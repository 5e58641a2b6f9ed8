//! MVCC garbage collection
//!
//! Commits register their id and state wrapper in a sorted transaction map.
//! The collector finds the longest contiguous prefix of resolved
//! (committed or reverted) transactions below a snapshot, then reclaims that
//! range from both the MVCC record queues and the operation log. A reclaimed
//! range is coalesced into its first surviving entry via `up_to_id`, so a
//! later pass still sees the range as contiguous.

use crate::txn::store::{MvccStore, TransactionState, TransactionStateWrapper};
use crate::{QuiverError, Result};
use crossbeam_skiplist::SkipMap;
use std::collections::BTreeSet;
use std::ops::Bound;
use std::sync::atomic::{AtomicU64, Ordering};
use std::sync::Arc;

/// Sorted transaction-id bookkeeping consumed by the collector.
pub type TransactionGcMap = SkipMap<u64, TransactionGcEntry>;

/// Collector view of one transaction: its resolution state and the inclusive
/// upper end of the range of previously coalesced ids it represents.
pub struct TransactionGcEntry {
    wrapper: Arc<TransactionStateWrapper>,
    up_to_id: AtomicU64,
}

impl TransactionGcEntry {
    pub fn new(tx_id: u64, wrapper: Arc<TransactionStateWrapper>) -> Self {
        Self {
            wrapper,
            up_to_id: AtomicU64::new(tx_id),
        }
    }

    /// Entry already in a final state, without a live transaction behind it.
    pub fn resolved(tx_id: u64, state: TransactionState) -> Self {
        Self::new(tx_id, Arc::new(TransactionStateWrapper::resolved(state)))
    }

    #[inline]
    pub fn state(&self) -> TransactionState {
        self.wrapper.state()
    }

    #[inline]
    pub fn up_to_id(&self) -> u64 {
        self.up_to_id.load(Ordering::Acquire)
    }

    fn set_up_to_id(&self, up_to_id: u64) {
        self.up_to_id.store(up_to_id, Ordering::Release);
    }
}

pub struct MvccGarbageCollector;

impl MvccGarbageCollector {
    /// Largest id of the contiguous fully-resolved prefix of `map` at or
    /// below `snapshot_id`, or `None` when the very first entry is still in
    /// progress. An entry is contiguous with its predecessor when its id is
    /// the successor or falls inside the predecessor's coalesced range.
    pub fn find_max_min_id(map: &TransactionGcMap, snapshot_id: u64) -> Option<u64> {
        let last_key = *map.back()?.key();
        let head = snapshot_id.min(last_key);

        let mut max_min_id = None;
        let mut prev: Option<(u64, u64)> = None; // (key, up_to_id)

        for entry in map.range((Bound::Unbounded, Bound::Included(head))) {
            let key = *entry.key();
            let state = entry.value().state();

            if state != TransactionState::Committed && state != TransactionState::Reverted {
                return max_min_id;
            }

            let contiguous = match prev {
                None => true,
                Some((prev_key, prev_up_to)) => key == prev_key + 1 || key - 1 <= prev_up_to,
            };
            if !contiguous {
                return max_min_id;
            }

            prev = Some((key, entry.value().up_to_id()));
            max_min_id = Some(key);
        }

        max_min_id
    }

    /// Ids in `(max_min_id, snapshot_id)` that block the resolved prefix from
    /// growing: absent from the map (and not covered by a coalesced range) or
    /// still in progress.
    pub fn find_missing_or_active_transaction_ids(
        map: &TransactionGcMap,
        max_min_id: u64,
        snapshot_id: u64,
    ) -> Result<BTreeSet<u64>> {
        if snapshot_id < max_min_id {
            return Err(QuiverError::Invariant(format!(
                "snapshot {snapshot_id} is behind the resolved prefix {max_min_id}"
            )));
        }

        let mut result = BTreeSet::new();
        for id in (max_min_id + 1)..snapshot_id {
            if let Some(entry) = map.get(&id) {
                if entry.value().state() == TransactionState::InProgress {
                    result.insert(id);
                }
            } else if !Self::covered_by_range(map, id) {
                result.insert(id);
            }
        }
        Ok(result)
    }

    /// Whether `id` falls inside the coalesced range of an earlier entry.
    fn covered_by_range(map: &TransactionGcMap, id: u64) -> bool {
        match map.upper_bound(Bound::Included(&id)) {
            Some(entry) => *entry.key() == id || entry.value().up_to_id() >= id,
            None => false,
        }
    }

    /// Reclaim `(start, end]` from the GC map and the store. With
    /// `up_to_max_min` the range start goes too; otherwise the start entry
    /// stays and absorbs the range via `up_to_id`.
    pub fn remove_transactions_range(
        map: &TransactionGcMap,
        store: &MvccStore,
        start: u64,
        end: u64,
        up_to_max_min: bool,
    ) {
        store.purge_transaction_range(start, end, up_to_max_min);

        let mut id = end;
        while id > start {
            map.remove(&id);
            id -= 1;
        }

        if up_to_max_min {
            map.remove(&start);
        } else if let Some(entry) = map.get(&start) {
            entry.value().set_up_to_id(end);
        }
    }

    /// Full sweep: reclaim everything from the first recorded transaction up
    /// to the resolved prefix below `snapshot_id`.
    pub fn remove_up_to_max_min_id(
        map: &TransactionGcMap,
        store: &MvccStore,
        snapshot_id: u64,
    ) -> Result<()> {
        let Some(max_min_id) = Self::find_max_min_id(map, snapshot_id) else {
            return Ok(());
        };
        if snapshot_id < max_min_id {
            return Err(QuiverError::Invariant(format!(
                "snapshot {snapshot_id} is behind the resolved prefix {max_min_id}"
            )));
        }

        let Some(first) = map.front().map(|e| *e.key()) else {
            return Ok(());
        };
        Self::remove_transactions_range(map, store, first, max_min_id, true);
        Ok(())
    }
}

#[cfg(test)]
mod tests {
    use super::*;

    fn entry(tx_id: u64, state: TransactionState) -> TransactionGcEntry {
        TransactionGcEntry::resolved(tx_id, state)
    }

    fn map_of(states: &[(u64, TransactionState)]) -> TransactionGcMap {
        let map = TransactionGcMap::new();
        for &(id, state) in states {
            map.insert(id, entry(id, state));
        }
        map
    }

    use TransactionState::{Committed, InProgress, Reverted};

    #[test]
    fn test_find_max_min_id_stops_at_in_progress() {
        let map = map_of(&[(1, Committed), (2, Committed), (3, InProgress), (4, Committed)]);
        assert_eq!(MvccGarbageCollector::find_max_min_id(&map, 4), Some(2));
    }

    #[test]
    fn test_find_max_min_id_none_when_first_unresolved() {
        let map = map_of(&[(1, InProgress), (2, Committed)]);
        assert_eq!(MvccGarbageCollector::find_max_min_id(&map, 2), None);
    }

    #[test]
    fn test_find_max_min_id_counts_reverted() {
        let map = map_of(&[(1, Committed), (2, Reverted), (3, Committed)]);
        assert_eq!(MvccGarbageCollector::find_max_min_id(&map, 3), Some(3));
    }

    #[test]
    fn test_find_max_min_id_respects_snapshot_bound() {
        let map = map_of(&[(1, Committed), (2, Committed), (3, Committed)]);
        assert_eq!(MvccGarbageCollector::find_max_min_id(&map, 2), Some(2));
    }

    #[test]
    fn test_find_max_min_id_stops_on_gap() {
        let map = map_of(&[(1, Committed), (2, Committed), (5, Committed)]);
        assert_eq!(MvccGarbageCollector::find_max_min_id(&map, 5), Some(2));
    }

    #[test]
    fn test_find_max_min_id_crosses_coalesced_range() {
        let map = TransactionGcMap::new();
        let first = entry(1, Committed);
        first.set_up_to_id(4);
        map.insert(1, first);
        map.insert(5, entry(5, Committed));

        assert_eq!(MvccGarbageCollector::find_max_min_id(&map, 5), Some(5));
    }

    #[test]
    fn test_coalescing_scenario() {
        let map = map_of(&[(1, Committed), (2, Committed), (3, InProgress), (4, Committed)]);
        let store = MvccStore::new();

        let max_min = MvccGarbageCollector::find_max_min_id(&map, 4).unwrap();
        assert_eq!(max_min, 2);

        MvccGarbageCollector::remove_transactions_range(&map, &store, 1, 2, false);

        assert!(map.get(&2).is_none());
        let first = map.get(&1).expect("range start survives");
        assert_eq!(first.value().up_to_id(), 2);

        // The coalesced range still reads as contiguous.
        assert!(MvccGarbageCollector::find_missing_or_active_transaction_ids(&map, 0, 3)
            .unwrap()
            .is_empty());
    }

    #[test]
    fn test_missing_and_active_ids_reported() {
        let map = map_of(&[(1, Committed), (3, InProgress)]);
        let missing =
            MvccGarbageCollector::find_missing_or_active_transaction_ids(&map, 1, 6).unwrap();
        // 2 is absent, 3 in progress, 4 and 5 absent.
        assert_eq!(missing.into_iter().collect::<Vec<_>>(), vec![2, 3, 4, 5]);
    }

    #[test]
    fn test_snapshot_behind_prefix_is_an_invariant_violation() {
        let map = map_of(&[(1, Committed)]);
        assert!(matches!(
            MvccGarbageCollector::find_missing_or_active_transaction_ids(&map, 5, 3),
            Err(QuiverError::Invariant(_))
        ));
    }

    #[test]
    fn test_sweep_reclaims_committed_state() {
        let store = MvccStore::new();

        for i in 0..3u32 {
            let mut tx = store.begin_write();
            store.put(&mut tx, format!("k{i}").as_bytes(), b"v").unwrap();
            store.commit(tx).unwrap();
        }
        assert_eq!(store.record_count(), 3);

        let snapshot = store.current_snapshot_id();
        MvccGarbageCollector::remove_up_to_max_min_id(store.transactions_gc(), &store, snapshot)
            .unwrap();

        assert_eq!(store.record_count(), 0, "record queues must be reclaimed");
        assert!(store.transactions_gc().is_empty());
    }

    #[test]
    fn test_sweep_never_reclaims_in_progress() {
        let store = MvccStore::new();

        let mut t1 = store.begin_write();
        store.put(&mut t1, b"committed", b"v").unwrap();
        store.commit(t1).unwrap();

        // A write transaction whose commit is still in flight: registered in
        // the GC map but unresolved.
        let stalled = store.begin_write();
        let stalled_id = stalled.snapshot_id();
        store.transactions_gc().insert(
            stalled_id,
            TransactionGcEntry::new(
                stalled_id,
                Arc::new(TransactionStateWrapper::resolved(InProgress)),
            ),
        );

        let mut t2 = store.begin_write();
        store.put(&mut t2, b"later", b"v").unwrap();
        store.commit(t2).unwrap();

        MvccGarbageCollector::remove_up_to_max_min_id(
            store.transactions_gc(),
            &store,
            store.current_snapshot_id(),
        )
        .unwrap();

        assert!(
            store.transactions_gc().get(&stalled_id).is_some(),
            "in-progress entry must survive the sweep"
        );
        // Transactions behind the stalled one stay reclaimable later, and
        // their data stays visible now.
        let t = store.begin_read();
        assert_eq!(store.read(&t, b"later").unwrap(), Some(b"v".to_vec()));
        assert_eq!(store.read(&t, b"committed").unwrap(), None);
    }
}
/*!
 * Configuration handling for wixgen
 */

use std::path::{Path, PathBuf};

use clap::{ArgAction, Parser};
use tracing::warn;

use crate::ensure;
use crate::error::Result;
use crate::path::slash_join;
use crate::report::ReportFormat;
use crate::types::ProductInfo;
use crate::walker::WalkOrder;

/// License text the WiX UI expects next to the generated document
pub const LICENSE_FILE: &str = "License.rtf";

/// Command-line arguments for wixgen
#[derive(Parser, Debug, Clone)]
#[clap(
    name = "wixgen",
    version = env!("CARGO_PKG_VERSION"),
    about = "Generate a WiX installer description from a build directory",
    long_about = "Walks a build output directory and writes a WiX source file whose directory structure mirrors it, turning every file into a component with a fresh GUID."
)]
pub struct Args {
    /// Build directory to package
    #[clap(default_value = "./build")]
    pub build_dir: String,

    /// Installer directory holding License.rtf and the app icon
    #[clap(default_value = "./installer")]
    pub installer_dir: String,

    /// Output file (default: <INSTALLER_DIR>/<APP_NAME>_<APP_VERSION>_installer.wxs)
    #[clap(long, short)]
    pub output: Option<String>,

    /// Application name
    #[clap(long, default_value = "app_name")]
    pub app_name: String,

    /// Application version
    #[clap(long, default_value = "0.0.42")]
    pub app_version: String,

    /// Manufacturer name
    #[clap(long, default_value = "Acme Corporation")]
    pub manufacturer: String,

    /// Primary executable inside the build directory (default: <APP_NAME>.exe)
    #[clap(long)]
    pub main_executable: Option<String>,

    /// Product code
    #[clap(long, default_value = "D74B625D-BD2B-48E8-9095-498A1B4755B4")]
    pub product_id: String,

    /// Upgrade code, keep it stable across versions
    #[clap(long, default_value = "292360CB-7605-4567-9FA0-99490FA71BC0")]
    pub upgrade_code: String,

    /// GUID of the primary executable component
    #[clap(long, default_value = "8D469269-11D2-4945-8BF1-AE2AF5047C35")]
    pub main_component_guid: String,

    /// GUID of the program menu component
    #[clap(long, default_value = "2A4E1D9D-26AF-4938-9126-774756326C90")]
    pub menu_component_guid: String,

    /// Comma-separated list of patterns to ignore
    #[clap(long, value_delimiter = ',')]
    pub ignore_patterns: Vec<String>,

    /// Do not skip OS metadata files such as Thumbs.db or .DS_Store
    #[clap(long)]
    pub no_default_ignore: bool,

    /// Order in which sibling directories and files are listed
    #[clap(long, value_enum, default_value_t = WalkOrder::default())]
    pub order: WalkOrder,

    /// Descend into symlinked directories
    #[clap(long)]
    pub follow_links: bool,

    /// Summary printed after generation
    #[clap(long, value_enum, default_value_t = ReportFormat::default())]
    pub report: ReportFormat,

    /// Increase log verbosity (-v, -vv, -vvv)
    #[clap(long, short, action = ArgAction::Count)]
    pub verbose: u8,
}

/// Application configuration
#[derive(Clone, Debug)]
pub struct Config {
    /// Build directory to package
    pub build_dir: PathBuf,

    /// Directory holding the license and icon resources
    pub installer_dir: PathBuf,

    /// Output WiX file path
    pub output_file: PathBuf,

    /// Product identity for the document preamble
    pub product: ProductInfo,

    /// Patterns to ignore
    pub ignore_patterns: Vec<String>,

    /// Whether the built-in ignore list applies
    pub default_ignore: bool,

    /// Sibling ordering during the walk
    pub order: WalkOrder,

    /// Whether symlinked directories are descended into
    pub follow_links: bool,

    /// Report format
    pub report: ReportFormat,

    /// Log verbosity
    pub verbose: u8,
}

impl Config {
    /// Create configuration from command-line arguments
    pub fn from_args(args: Args) -> Self {
        let output_file = match args.output {
            Some(output) => PathBuf::from(output),
            None => {
                let file_name = format!("{}_{}_installer.wxs", args.app_name, args.app_version);
                PathBuf::from(slash_join([args.installer_dir.as_str(), file_name.as_str()]))
            }
        };
        let main_executable = args
            .main_executable
            .unwrap_or_else(|| format!("{}.exe", args.app_name));

        Self {
            build_dir: PathBuf::from(&args.build_dir),
            installer_dir: PathBuf::from(&args.installer_dir),
            output_file,
            product: ProductInfo {
                app_name: args.app_name,
                app_version: args.app_version,
                manufacturer: args.manufacturer,
                product_id: args.product_id,
                upgrade_code: args.upgrade_code,
                main_component_guid: args.main_component_guid,
                menu_component_guid: args.menu_component_guid,
                main_executable,
                build_dir: slash_join([args.build_dir.as_str()]),
            },
            ignore_patterns: args.ignore_patterns,
            default_ignore: !args.no_default_ignore,
            order: args.order,
            follow_links: args.follow_links,
            report: args.report,
            verbose: args.verbose,
        }
    }

    /// Validate the configuration
    ///
    /// Missing resources that only the WiX toolset reads are reported as
    /// warnings.
    pub fn validate(&self) -> Result<()> {
        ensure!(
            self.build_dir.is_dir(),
            PathNotFound,
            "Build directory not found: {}",
            self.build_dir.display()
        );

        if let Some(parent) = self.output_file.parent() {
            ensure!(
                parent == Path::new("") || parent.is_dir(),
                PathNotFound,
                "Output directory not found: {}",
                parent.display()
            );
        }

        ensure!(
            !self.product.app_name.trim().is_empty(),
            Config,
            "Application name must not be empty"
        );
        ensure!(
            !self.product.app_version.trim().is_empty(),
            Config,
            "Application version must not be empty"
        );

        let main_executable = self.build_dir.join(&self.product.main_executable);
        if !main_executable.is_file() {
            warn!(path = %main_executable.display(), "primary executable not found");
        }
        for resource in [LICENSE_FILE.to_string(), self.product.icon_name()] {
            let path = self.installer_dir.join(&resource);
            if !path.is_file() {
                warn!(path = %path.display(), "installer resource not found");
            }
        }

        Ok(())
    }
}

#[cfg(test)]
mod tests {
    use super::*;
    use std::fs;
    use tempfile::tempdir;

    fn parse(args: &[&str]) -> Config {
        let argv = std::iter::once("wixgen").chain(args.iter().copied());
        Config::from_args(Args::parse_from(argv))
    }

    #[test]
    fn test_defaults() {
        let config = parse(&[]);

        assert_eq!(
            config.output_file,
            PathBuf::from("./installer/app_name_0.0.42_installer.wxs")
        );
        assert_eq!(config.product.main_executable, "app_name.exe");
        assert_eq!(config.product.build_dir, "./build");
        assert_eq!(config.product.full_name(), "app_name 0.0.42");
        assert_eq!(config.order, WalkOrder::Sorted);
        assert!(config.default_ignore);
        assert_eq!(config.report, ReportFormat::Table);
    }

    #[test]
    fn test_explicit_arguments() {
        let config = parse(&[
            "out\\bin",
            "pkg",
            "--app-name",
            "viewer",
            "--app-version",
            "2.1",
            "--ignore-patterns",
            "*.pdb,*.ilk",
            "--order",
            "native",
            "--no-default-ignore",
            "-vv",
        ]);

        assert_eq!(config.output_file, PathBuf::from("pkg/viewer_2.1_installer.wxs"));
        assert_eq!(config.product.main_executable, "viewer.exe");
        assert_eq!(config.product.build_dir, "out/bin");
        assert_eq!(config.ignore_patterns, ["*.pdb", "*.ilk"]);
        assert_eq!(config.order, WalkOrder::Native);
        assert!(!config.default_ignore);
        assert_eq!(config.verbose, 2);
    }

    #[test]
    fn test_validate() {
        let temp = tempdir().unwrap();
        let build = temp.path().join("build");
        fs::create_dir(&build).unwrap();

        let mut config = parse(&[]);
        config.build_dir = build;
        config.output_file = temp.path().join("app.wxs");
        assert!(config.validate().is_ok());

        config.output_file = temp.path().join("missing").join("app.wxs");
        assert!(config.validate().is_err());

        config.output_file = temp.path().join("app.wxs");
        config.product.app_version = " ".to_string();
        assert!(config.validate().is_err());

        config.product.app_version = "1.0".to_string();
        config.build_dir = temp.path().join("nope");
        assert!(config.validate().is_err());
    }
}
====
Report how many lines of the entries hold the word "tempdir". Nothing else is needed.

■ Result for this exercise ■
2